### Prompt
Every entry below must be reproduced exactly.

--- Listed entries ---

/// Wire shape accepted for a raw record: the canonical field names or the
/// NearBlocks `txns` names.
#[derive(Deserialize)]
struct RecordWire {
    #[serde(alias = "transaction_hash", default)]
    operation_id: Option<String>,
    #[serde(alias = "block_timestamp", deserialize_with = "deserialize_nanos", default)]
    timestamp_nanos: u64,
    #[serde(alias = "predecessor_account_id", default)]
    from_account: Option<String>,
    #[serde(alias = "receiver_account_id", default)]
    to_account: Option<String>,
    #[serde(default)]
    deposit_yocto: Option<RawAmount>,
    #[serde(default)]
    gas_fee_yocto: Option<RawAmount>,
    #[serde(default)]
    actions_agg: Option<ActionsAgg>,
    #[serde(default)]
    outcomes_agg: Option<OutcomesAgg>,
    #[serde(default)]
    actions: Option<Vec<Action>>,
    #[serde(alias = "logs", default)]
    events: Option<Vec<EventLog>>,
    #[serde(default)]
    receipt_outcome: Option<ReceiptOutcome>,
}

/// One transaction or receipt row for an account, as produced by the fetch layer
#[derive(Debug, Clone, PartialEq, Deserialize)]
#[serde(from = "RecordWire")]
pub struct RawTransactionRecord {
    pub operation_id: String,
    pub timestamp_nanos: u64,
    pub from_account: String,
    pub to_account: String,
    pub deposit_yocto: Option<RawAmount>,
    pub gas_fee_yocto: Option<RawAmount>,
    pub actions: Vec<Action>,
    pub events: Vec<EventLog>,
    pub receipt_outcome: Option<ReceiptOutcome>,
}

impl From<RecordWire> for RawTransactionRecord {
    fn from(wire: RecordWire) -> Self {
        let deposit_yocto = wire
            .deposit_yocto
            .or_else(|| wire.actions_agg.and_then(|agg| agg.deposit));
        let gas_fee_yocto = wire
            .gas_fee_yocto
            .or_else(|| wire.outcomes_agg.and_then(|agg| agg.transaction_fee));

        Self {
            operation_id: wire.operation_id.unwrap_or_default(),
            timestamp_nanos: wire.timestamp_nanos,
            from_account: wire.from_account.unwrap_or_default(),
            to_account: wire.to_account.unwrap_or_default(),
            deposit_yocto,
            gas_fee_yocto,
            actions: wire.actions.unwrap_or_default(),
            events: wire.events.unwrap_or_default(),
            receipt_outcome: wire.receipt_outcome,
        }
    }
}

impl RawTransactionRecord {
    /// Top-level events followed by the events nested in the receipt outcome
    pub fn all_events(&self) -> impl Iterator<Item = &EventLog> {
        let nested = self
            .receipt_outcome
            .as_ref()
            .and_then(|outcome| outcome.logs.as_ref())
            .map(|logs| logs.as_slice())
            .unwrap_or(&[]);
        self.events.iter().chain(nested.iter())
    }

    pub fn is_system_to_system(&self, system_account: &str) -> bool {
        self.from_account == system_account && self.to_account == system_account
    }

    pub fn touches_system(&self, system_account: &str) -> bool {
        self.from_account == system_account || self.to_account == system_account
    }

    /// First method name among the actions, `"Transfer"` for plain transfers
    pub fn primary_method(&self) -> String {
        self.actions
            .iter()
            .find_map(|action| action.method_name.clone())
            .unwrap_or_else(|| "Transfer".to_string())
    }
}

/// Records sharing one operation id
#[derive(Debug, Clone, PartialEq)]
pub struct TransactionGroup {
    pub operation_id: String,

    /// Every member except system-to-system rows, in input order
    pub members: Vec<RawTransactionRecord>,

    /// Timestamp of the first member
    pub timestamp_nanos: u64,

    /// Receivers of the relevant members, first-seen order, no duplicates
    pub involved_contracts: Vec<String>,

    /// Indices into `members` of rows that do not touch the system account
    pub relevant: Vec<usize>,
}

impl TransactionGroup {
    pub fn relevant_members(&self) -> impl Iterator<Item = &RawTransactionRecord> {
        self.relevant.iter().map(move |&index| &self.members[index])
    }

    pub fn relevant_count(&self) -> usize {
        self.relevant.len()
    }
}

---

### Response to the task
/// Wire shape accepted for a raw record: the canonical field names or the
/// NearBlocks `txns` names.
#[derive(Deserialize)]
struct RecordWire {
    #[serde(alias = "transaction_hash", default)]
    operation_id: Option<String>,
    #[serde(alias = "block_timestamp", deserialize_with = "deserialize_nanos", default)]
    timestamp_nanos: u64,
    #[serde(alias = "predecessor_account_id", default)]
    from_account: Option<String>,
    #[serde(alias = "receiver_account_id", default)]
    to_account: Option<String>,
    #[serde(default)]
    deposit_yocto: Option<RawAmount>,
    #[serde(default)]
    gas_fee_yocto: Option<RawAmount>,
    #[serde(default)]
    actions_agg: Option<ActionsAgg>,
    #[serde(default)]
    outcomes_agg: Option<OutcomesAgg>,
    #[serde(default)]
    actions: Option<Vec<Action>>,
    #[serde(alias = "logs", default)]
    events: Option<Vec<EventLog>>,
    #[serde(default)]
    receipt_outcome: Option<ReceiptOutcome>,
}

/// One transaction or receipt row for an account, as produced by the fetch layer
#[derive(Debug, Clone, PartialEq, Deserialize)]
#[serde(from = "RecordWire")]
pub struct RawTransactionRecord {
    pub operation_id: String,
    pub timestamp_nanos: u64,
    pub from_account: String,
    pub to_account: String,
    pub deposit_yocto: Option<RawAmount>,
    pub gas_fee_yocto: Option<RawAmount>,
    pub actions: Vec<Action>,
    pub events: Vec<EventLog>,
    pub receipt_outcome: Option<ReceiptOutcome>,
}

impl From<RecordWire> for RawTransactionRecord {
    fn from(wire: RecordWire) -> Self {
        let deposit_yocto = wire
            .deposit_yocto
            .or_else(|| wire.actions_agg.and_then(|agg| agg.deposit));
        let gas_fee_yocto = wire
            .gas_fee_yocto
            .or_else(|| wire.outcomes_agg.and_then(|agg| agg.transaction_fee));

        Self {
            operation_id: wire.operation_id.unwrap_or_default(),
            timestamp_nanos: wire.timestamp_nanos,
            from_account: wire.from_account.unwrap_or_default(),
            to_account: wire.to_account.unwrap_or_default(),
            deposit_yocto,
            gas_fee_yocto,
            actions: wire.actions.unwrap_or_default(),
            events: wire.events.unwrap_or_default(),
            receipt_outcome: wire.receipt_outcome,
        }
    }
}

impl RawTransactionRecord {
    /// Top-level events followed by the events nested in the receipt outcome
    pub fn all_events(&self) -> impl Iterator<Item = &EventLog> {
        let nested = self
            .receipt_outcome
            .as_ref()
            .and_then(|outcome| outcome.logs.as_ref())
            .map(|logs| logs.as_slice())
            .unwrap_or(&[]);
        self.events.iter().chain(nested.iter())
    }

    pub fn is_system_to_system(&self, system_account: &str) -> bool {
        self.from_account == system_account && self.to_account == system_account
    }

    pub fn touches_system(&self, system_account: &str) -> bool {
        self.from_account == system_account || self.to_account == system_account
    }

    /// First method name among the actions, `"Transfer"` for plain transfers
    pub fn primary_method(&self) -> String {
        self.actions
            .iter()
            .find_map(|action| action.method_name.clone())
            .unwrap_or_else(|| "Transfer".to_string())
    }
}

/// Records sharing one operation id
#[derive(Debug, Clone, PartialEq)]
pub struct TransactionGroup {
    pub operation_id: String,

    /// Every member except system-to-system rows, in input order
    pub members: Vec<RawTransactionRecord>,

    /// Timestamp of the first member
    pub timestamp_nanos: u64,

    /// Receivers of the relevant members, first-seen order, no duplicates
    pub involved_contracts: Vec<String>,

    /// Indices into `members` of rows that do not touch the system account
    pub relevant: Vec<usize>,
}

impl TransactionGroup {
    pub fn relevant_members(&self) -> impl Iterator<Item = &RawTransactionRecord> {
        self.relevant.iter().map(move |&index| &self.members[index])
    }

    pub fn relevant_count(&self) -> usize {
        self.relevant.len()
    }
}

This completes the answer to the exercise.